CLEP for Homeschoolers

Earning college credits during high school is generating a lot of buzz in homeschool circles. Through options like CLEP, AP, and dual enrollment some students are hoping to shorten their time in college and save money. Here are answers to some of the questions homeschoolers ask most often about CLEP exams.

What is CLEP?
The College Level Examination Program is offered through the College Board. CLEP was originally designed to meet the needs of adult learners returning to school, but is increasingly being considered as an option for traditional aged students. CLEP offers 33 different exams on subjects such as College Algebra and Psychology. The exam is intended to verify that a student has attained equivalent knowledge of a one or two semester college level course. Some colleges award credit for students achieving particular scores on the exams.

Can homeschoolers take CLEP exams?
Yes. While these tests were originally intended for non-traditional adult learners and people serving in the military, they are now open to homeschooled students as well. There is no minimum age requirement for CLEPs and students do not need to be affiliated with any particular type of public, private, or homeschool program.

How do I take CLEP exams?
CLEP exams are given on the computer at test sites, often community or technical colleges, selected by the College Board. Tests can be taken year round. The College Board website gives contact information for the local test centers. Exams typically cost around $100 including both the fee for the College Board and any local proctoring fees charged by the test site.

What is the format of CLEP exams?
The exams are typically 90 minute multiple-choice tests and are taken on a computer. The composition exam has a different format. The College Board offers sample questions online to get a feel for the difficulty of the exams. There are also many sites online offering test prep materials. Many public libraries also access to online databases that include CLEP test preparation practice materials.

What topics to CLEP exams cover?
There are 33 CLEP exams available in five different subject areas. These areas include History and Social Science, Composition and Literature, Science and Mathematics, Business, World Languages. The most popular exams are algebra, foreign language, and history. Most CLEP exams are intended to reflect the content of lower division, introductory college courses that would typically be taken in the first or second year of college. To get an overview of the types of questions on the CLEP exams check out the College Board’s CLEP Official Study Guide which has sample questions for all 33 exams. This book is available from most public libraries.

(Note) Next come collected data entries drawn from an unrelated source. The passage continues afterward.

// crates/mailtriage-server/src/analysis/normalize.rs
// Model output -> validated ClassificationRecord, backfilling field by field

use mailtriage_types::{ClassificationRecord, parse_label, single_line};
use serde_json::{Map, Value};
use std::str::FromStr;

use super::AnalysisError;
use super::fallback::fallback;
use super::fences::strip_code_fences;

/// A model-derived record plus the names of fields taken from the fallback
#[derive(Debug, Clone)]
pub struct Normalized {
    pub record: ClassificationRecord,
    pub backfilled: Vec<&'static str>,
}

/// Fallback record computed on first use, at most once per response
struct Backfill<'a> {
    subject: &'a str,
    body: &'a str,
    record: Option<ClassificationRecord>,
    used: Vec<&'static str>,
}

impl<'a> Backfill<'a> {
    fn new(subject: &'a str, body: &'a str) -> Self {
        Self {
            subject,
            body,
            record: None,
            used: Vec::new(),
        }
    }

    fn take(&mut self, field: &'static str) -> &ClassificationRecord {
        self.used.push(field);
        let (subject, body) = (self.subject, self.body);
        self.record.get_or_insert_with(|| fallback(subject, body))
    }
}

/// Enum field; absent, non-string and unknown labels all count as missing
fn label_field<T: FromStr>(map: &Map<String, Value>, key: &str) -> Option<T> {
    map.get(key)?.as_str().and_then(parse_label)
}

/// One-line text field; empty counts as missing
fn line_field(map: &Map<String, Value>, key: &str) -> Option<String> {
    let text = single_line(map.get(key)?.as_str()?);
    (!text.is_empty()).then_some(text)
}

fn text_field(map: &Map<String, Value>, key: &str) -> Option<String> {
    let text = map.get(key)?.as_str()?.trim();
    (!text.is_empty()).then(|| text.to_string())
}

/// String list; a bare string becomes a one-item list, anything else is empty
fn list_field(map: &Map<String, Value>, key: &str) -> Vec<String> {
    let keep = |s: &str| {
        let s = s.trim();
        (!s.is_empty()).then(|| s.to_string())
    };
    match map.get(key) {
        Some(Value::Array(items)) => items.iter().filter_map(Value::as_str).filter_map(keep).collect(),
        Some(Value::String(s)) => keep(s.as_str()).into_iter().collect(),
        _ => Vec::new(),
    }
}

/// Parse raw model text into a record.
///
/// Errors only when the text is not a JSON object; individual bad fields are
/// replaced from the keyword fallback for the same email.
pub fn normalize_response(raw: &str, subject: &str, body: &str) -> Result<Normalized, AnalysisError> {
    let cleaned = strip_code_fences(raw);
    let Value::Object(map) = serde_json::from_str::<Value>(cleaned)? else {
        return Err(AnalysisError::NotAnObject);
    };

    let mut backfill = Backfill::new(subject, body);

    let category = match label_field(&map, "category") {
        Some(v) => v,
        None => backfill.take("category").category,
    };
    let priority = match label_field(&map, "priority") {
        Some(v) => v,
        None => backfill.take("priority").priority,
    };
    let sentiment = match label_field(&map, "sentiment") {
        Some(v) => v,
        None => backfill.take("sentiment").sentiment,
    };
    let summary = match line_field(&map, "summary") {
        Some(v) => v,
        None => backfill.take("summary").summary.clone(),
    };
    let suggested_response = match text_field(&map, "suggested_response") {
        Some(v) => v,
        None => backfill.take("suggested_response").suggested_response.clone(),
    };
    let customer_mood = match label_field(&map, "customer_mood") {
        Some(v) => v,
        None => backfill.take("customer_mood").customer_mood,
    };

    let record = ClassificationRecord {
        category,
        priority,
        sentiment,
        summary,
        key_points: list_field(&map, "key_points"),
        suggested_response,
        detected_issues: list_field(&map, "detected_issues"),
        customer_mood,
        ai_status: None,
    };

    Ok(Normalized {
        record,
        backfilled: backfill.used,
    })
}
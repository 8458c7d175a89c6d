// crates/mailtriage-server/src/store/mod.rs
// Processed email storage, injected into the web layer

mod memory;

pub use memory::InMemoryStore;

use async_trait::async_trait;
use mailtriage_types::{ClassificationRecord, EmailPayload, EmailStats, ProcessedEmail};

use crate::Result;

/// Append-only record store. Implementations assign ids and timestamps.
#[async_trait]
pub trait EmailStore: Send + Sync {
    /// Store an analyzed email and return the stored record
    async fn append(
        &self,
        original: EmailPayload,
        analysis: ClassificationRecord,
    ) -> Result<ProcessedEmail>;

    /// All records in insertion order
    async fn list(&self) -> Result<Vec<ProcessedEmail>>;

    /// Aggregate counts over all records
    async fn stats(&self) -> Result<EmailStats>;
}
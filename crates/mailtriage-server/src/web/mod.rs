// crates/mailtriage-server/src/web/mod.rs
// Web server layer

pub mod api;
pub mod error;
pub mod state;

use axum::{
    Router,
    routing::{get, post},
};
use tower_http::cors::{Any, CorsLayer};
use tower_http::trace::TraceLayer;

use crate::web::state::AppState;

/// Create the web server router
pub fn create_router(state: AppState) -> Router {
    let cors = CorsLayer::new()
        .allow_origin(Any)
        .allow_methods(Any)
        .allow_headers(Any);

    Router::new()
        .route("/", get(api::home))
        .route("/health", get(api::health))
        .route("/dashboard", get(api::dashboard))
        // Upstream connectivity probe
        .route("/test-groq", get(api::test_classifier))
        // Mail relay webhook (analyze + store)
        .route("/webhook/email", post(api::receive_email))
        .route("/analyze", post(api::analyze))
        .route("/emails", get(api::list_emails))
        .route("/stats", get(api::stats))
        .layer(cors)
        .layer(TraceLayer::new_for_http())
        .with_state(state)
}
// crates/mailtriage-server/src/llm/response.rs
// OpenAI-compatible chat response parsing

use serde::Deserialize;

use super::ClassifierError;

/// Non-streaming chat response. Every level is optional so a wrong shape
/// surfaces as `MalformedEnvelope` instead of a serde error.
#[derive(Debug, Deserialize)]
pub struct ChatResponse {
    #[serde(default)]
    pub choices: Option<Vec<ResponseChoice>>,
    #[serde(default)]
    pub usage: Option<Usage>,
}

#[derive(Debug, Deserialize)]
pub struct ResponseChoice {
    #[serde(default)]
    pub message: Option<ResponseMessage>,
}

#[derive(Debug, Deserialize)]
pub struct ResponseMessage {
    #[serde(default)]
    pub content: Option<String>,
}

#[derive(Debug, Clone, Default, Deserialize)]
pub struct Usage {
    #[serde(default)]
    pub prompt_tokens: u32,
    #[serde(default)]
    pub completion_tokens: u32,
    #[serde(default)]
    pub total_tokens: u32,
}

/// Extract the first choice's text content from a raw response body
pub fn parse_chat_response(response_body: &str) -> Result<(String, Option<Usage>), ClassifierError> {
    let data: ChatResponse = serde_json::from_str(response_body)
        .map_err(|e| ClassifierError::MalformedEnvelope(format!("unparsable response body: {}", e)))?;

    let choices = data
        .choices
        .ok_or_else(|| ClassifierError::MalformedEnvelope("missing choices array".into()))?;

    let content = choices
        .into_iter()
        .next()
        .ok_or_else(|| ClassifierError::MalformedEnvelope("empty choices array".into()))?
        .message
        .and_then(|m| m.content)
        .ok_or_else(|| ClassifierError::MalformedEnvelope("first choice has no message content".into()))?;

    Ok((content, data.usage))
}
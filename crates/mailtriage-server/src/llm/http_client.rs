// crates/mailtriage-server/src/llm/http_client.rs
// Single-attempt HTTP executor for the completion API

use reqwest::Client;
use std::time::Duration;
use tracing::warn;

use super::ClassifierError;
use crate::http::create_shared_client;

/// Longest error body kept in `ClassifierError::HttpStatus`
const MAX_ERROR_BODY_CHARS: usize = 500;

/// HTTP client wrapper used by the completion client.
///
/// Exactly one attempt per call. The timeout is set on the client and again
/// on every request so a caller-supplied client cannot lift the bound.
pub struct LlmHttpClient {
    client: Client,
    pub request_timeout: Duration,
}

impl LlmHttpClient {
    pub fn new(request_timeout: Duration) -> Self {
        Self {
            client: create_shared_client(request_timeout),
            request_timeout,
        }
    }

    /// POST a JSON body with Bearer auth; returns status code and body text
    pub async fn send(
        &self,
        url: &str,
        api_key: &str,
        body: String,
    ) -> Result<(u16, String), ClassifierError> {
        let response = self
            .client
            .post(url)
            .timeout(self.request_timeout)
            .header("Authorization", format!("Bearer {}", api_key))
            .header("Content-Type", "application/json")
            .body(body)
            .send()
            .await?;

        let status = response.status().as_u16();
        let text = response.text().await?;
        Ok((status, text))
    }

    /// POST and require a 2xx status; returns the response body as text
    pub async fn execute(
        &self,
        request_id: &str,
        url: &str,
        api_key: &str,
        body: String,
    ) -> Result<String, ClassifierError> {
        let (status, text) = self.send(url, api_key, body).await.inspect_err(|e| {
            warn!(request_id = %request_id, kind = e.kind(), error = %e, "Completion request failed");
        })?;

        if !(200..300).contains(&status) {
            warn!(
                request_id = %request_id,
                status = status,
                error = %text,
                "Completion API returned an error status"
            );
            return Err(ClassifierError::HttpStatus {
                status,
                body: text.chars().take(MAX_ERROR_BODY_CHARS).collect(),
            });
        }

        Ok(text)
    }
}
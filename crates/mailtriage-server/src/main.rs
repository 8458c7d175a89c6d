// src/main.rs
// mailtriage - support email triage service

use anyhow::{Result, bail};
use clap::{Parser, Subcommand};
use mailtriage::{
    analysis::Analyzer,
    config::{EnvConfig, env::load_dotenv_files},
    llm::CompletionClient,
    web,
};
use std::path::PathBuf;
use std::sync::Arc;
use tracing::{Level, debug, info, warn};
use tracing_subscriber::FmtSubscriber;

#[derive(Parser)]
#[command(name = "mailtriage")]
#[command(about = "Support email triage: LLM classification with keyword fallback")]
#[command(version)]
struct Cli {
    /// Debug-level logging
    #[arg(short, long, global = true)]
    verbose: bool,

    #[command(subcommand)]
    command: Option<Commands>,
}

#[derive(Subcommand)]
enum Commands {
    /// Run the HTTP service (default)
    Serve {
        /// Host to bind (overrides HOST)
        #[arg(long)]
        host: Option<String>,

        /// Port to listen on (overrides PORT)
        #[arg(short, long)]
        port: Option<u16>,
    },

    /// Check the completion API credential and connectivity
    Check,

    /// Classify one email and print the record
    Analyze {
        #[arg(short, long, default_value = "")]
        subject: String,

        #[arg(short, long)]
        body: String,
    },
}

async fn run_server(config: EnvConfig, host: Option<String>, port: Option<u16>) -> Result<()> {
    let validation = config.validate();
    if !validation.warnings.is_empty() {
        warn!("{}", validation.report());
    }
    validation.into_result()?;

    let host = host.unwrap_or_else(|| config.host.clone());
    let port = port.unwrap_or(config.port);

    let mut state = web::state::AppState::from_config(&config);
    state.public_url = format!("http://localhost:{}", port);
    let app = web::create_router(state);

    let addr = format!("{}:{}", host, port);
    let listener = tokio::net::TcpListener::bind(&addr).await?;

    info!(
        model = %config.llm.model,
        classifier = config.api_keys.has_classifier(),
        "mailtriage listening on http://{}",
        addr
    );
    println!("Dashboard: http://localhost:{}/dashboard", port);

    axum::serve(listener, app).await?;

    Ok(())
}

async fn run_check(config: EnvConfig) -> Result<()> {
    match config.api_keys.masked() {
        Some(masked) => println!("GROQ_API_KEY: {}", masked),
        None => {
            println!("GROQ_API_KEY: not configured (keyword fallback only)");
            return Ok(());
        }
    }
    println!("Endpoint: {} (model {})", config.llm.completions_url(), config.llm.model);

    let client = CompletionClient::from_config(&config);
    let report = client.probe().await?;

    println!("Status code: {}", report.status_code);
    println!("{}", serde_json::to_string_pretty(&report.response)?);

    if !report.is_success() {
        bail!("Completion API probe returned HTTP {}", report.status_code);
    }
    Ok(())
}

async fn run_analyze(config: EnvConfig, subject: String, body: String) -> Result<()> {
    let analyzer = Analyzer::new(Arc::new(CompletionClient::from_config(&config)));
    let record = analyzer.analyze(&subject, &body).await;
    println!("{}", serde_json::to_string_pretty(&record)?);
    Ok(())
}

#[tokio::main]
async fn main() -> Result<()> {
    let cli = Cli::parse();

    let log_level = if cli.verbose { Level::DEBUG } else { Level::INFO };
    let subscriber = FmtSubscriber::builder()
        .with_max_level(log_level)
        .with_writer(std::io::stderr)
        .with_ansi(false)
        .finish();
    tracing::subscriber::set_global_default(subscriber)?;

    // Project .env overrides the global ~/.mailtriage/.env
    let cwd = std::env::current_dir().unwrap_or_else(|_| PathBuf::from("."));
    for path in load_dotenv_files(&cwd, dirs::home_dir().as_deref()) {
        debug!(path = %path.display(), "Loaded .env file");
    }

    let config = EnvConfig::load();

    match cli.command {
        None => run_server(config, None, None).await?,
        Some(Commands::Serve { host, port }) => run_server(config, host, port).await?,
        Some(Commands::Check) => run_check(config).await?,
        Some(Commands::Analyze { subject, body }) => run_analyze(config, subject, body).await?,
    }

    Ok(())
}
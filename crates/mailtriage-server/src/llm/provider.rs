// crates/mailtriage-server/src/llm/provider.rs
// Remote classifier abstraction and its failure taxonomy

use async_trait::async_trait;
use mailtriage_types::ProbeReport;
use thiserror::Error;

/// Why a remote classification attempt produced no usable text.
///
/// None of these reach an HTTP caller: the analyzer turns every one of them
/// into a fallback record.
#[derive(Debug, Clone, PartialEq, Eq, Error)]
pub enum ClassifierError {
    #[error("no completion API credential configured")]
    NoCredentials,

    #[error("completion API returned HTTP {status}: {body}")]
    HttpStatus { status: u16, body: String },

    #[error("completion API call timed out")]
    Timeout,

    #[error("transport error: {0}")]
    Transport(String),

    #[error("malformed response envelope: {0}")]
    MalformedEnvelope(String),
}

impl ClassifierError {
    /// Stable snake_case name for structured logs
    pub fn kind(&self) -> &'static str {
        match self {
            Self::NoCredentials => "no_credentials",
            Self::HttpStatus { .. } => "http_error",
            Self::Timeout => "timeout",
            Self::Transport(_) => "transport_error",
            Self::MalformedEnvelope(_) => "malformed_envelope",
        }
    }
}

impl From<reqwest::Error> for ClassifierError {
    fn from(err: reqwest::Error) -> Self {
        if err.is_timeout() {
            Self::Timeout
        } else {
            Self::Transport(err.to_string())
        }
    }
}

/// Anything that can turn an email into raw classifier text
#[async_trait]
pub trait RemoteClassifier: Send + Sync {
    /// One bounded attempt. Returns the model's text content verbatim.
    async fn classify_raw(&self, subject: &str, body: &str) -> Result<String, ClassifierError>;

    /// Whether a credential is available (false means every call fails fast)
    fn is_configured(&self) -> bool;

    /// Raw connectivity check against the backing service
    async fn probe(&self) -> Result<ProbeReport, ClassifierError> {
        Err(ClassifierError::Transport("connectivity probe not supported".into()))
    }
}

#[cfg(test)]
mod tests {
    use super::*;

    #[test]
    fn test_error_kinds() {
        assert_eq!(ClassifierError::NoCredentials.kind(), "no_credentials");
        assert_eq!(
            ClassifierError::HttpStatus { status: 429, body: String::new() }.kind(),
            "http_error"
        );
        assert_eq!(ClassifierError::Timeout.kind(), "timeout");
        assert_eq!(ClassifierError::Transport("refused".into()).kind(), "transport_error");
        assert_eq!(ClassifierError::MalformedEnvelope("x".into()).kind(), "malformed_envelope");
    }

    #[test]
    fn test_error_display() {
        let err = ClassifierError::HttpStatus {
            status: 401,
            body: "invalid api key".into(),
        };
        assert_eq!(err.to_string(), "completion API returned HTTP 401: invalid api key");
        assert!(ClassifierError::Timeout.to_string().contains("timed out"));
    }
}
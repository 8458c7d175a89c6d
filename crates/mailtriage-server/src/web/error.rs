// crates/mailtriage-server/src/web/error.rs
// HTTP mapping for service errors: every failure body is `{"error": "..."}`

use axum::{
    Json,
    extract::rejection::JsonRejection,
    http::StatusCode,
    response::{IntoResponse, Response},
};
use mailtriage_types::ErrorResponse;
use tracing::error;

use crate::error::TriageError;

#[derive(Debug)]
pub struct ApiError {
    pub status: StatusCode,
    pub message: String,
}

impl ApiError {
    pub fn new(status: StatusCode, message: impl Into<String>) -> Self {
        Self {
            status,
            message: message.into(),
        }
    }
}

impl IntoResponse for ApiError {
    fn into_response(self) -> Response {
        (self.status, Json(ErrorResponse { error: self.message })).into_response()
    }
}

impl From<TriageError> for ApiError {
    fn from(err: TriageError) -> Self {
        error!(error = %err, "Request failed");
        Self::new(StatusCode::INTERNAL_SERVER_ERROR, err.to_string())
    }
}

impl From<JsonRejection> for ApiError {
    fn from(rejection: JsonRejection) -> Self {
        Self::new(StatusCode::BAD_REQUEST, rejection.body_text())
    }
}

Chart of CLEP TestsWill I earn college credit for my CLEP score?
2,900 colleges in the United States grant at least some credit for CLEP exams. In general, less selective colleges are more likely to award credit. Highly selective colleges do not usually award credit based on CLEP scores. Each college will set their own cut off scores for awarding credit for various courses. If you know the college you plan to attend, it makes sense to look carefully at their CLEP credit policies before you choose to test. Just earning general college credits is of limited use. You want to focus on tests that will allow the student to place into a desired course or that will earn credits toward a specific graduation requirement, typically a general education course. At most schools it is rare for CLEPs to count toward major requirements, but they may meet “pre-major” requirements. The only way CLEPs will save you time and money is if the college you choose to attend gives you credit for a course you need in order to graduate.

What if I fail or do not earn my desired score?
Not every tester will pass every test. Students should understand if they do not pass an exam they will be required to wait at least three months before they retake that specific exam.

What if my student has a disability and needs accommodations?
As with other College Board exams such as the SAT, SAT subject tests, and APs students can apply to receive testing accommodations including extended time. It is important for testers to understand that most CLEPS do not have a written portion. Most CLEPS are multiple choice questions answered on a computer. For some testers such as those with dysgraphia who doesn’t have accommodations this can make CLEP tests a more workable choice than APs which require quite a bit of essay writing. As is always the case with accommodation approval, homeschoolers are urged to begin the process some time before planned testing because the process can be lengthy.

Will my CLEP score help me get into college?
The reality is that most colleges really aren’t that difficult to get into. At some less selective schools, such as regional state universities, CLEP scores may provide good support for the homeschool transcript. That said, most of these schools accept most students who apply. At more competitive colleges, CLEP scores will generally not be helpful for admissions purposes and don’t carry the same weight that strong AP or SAT subject scores will.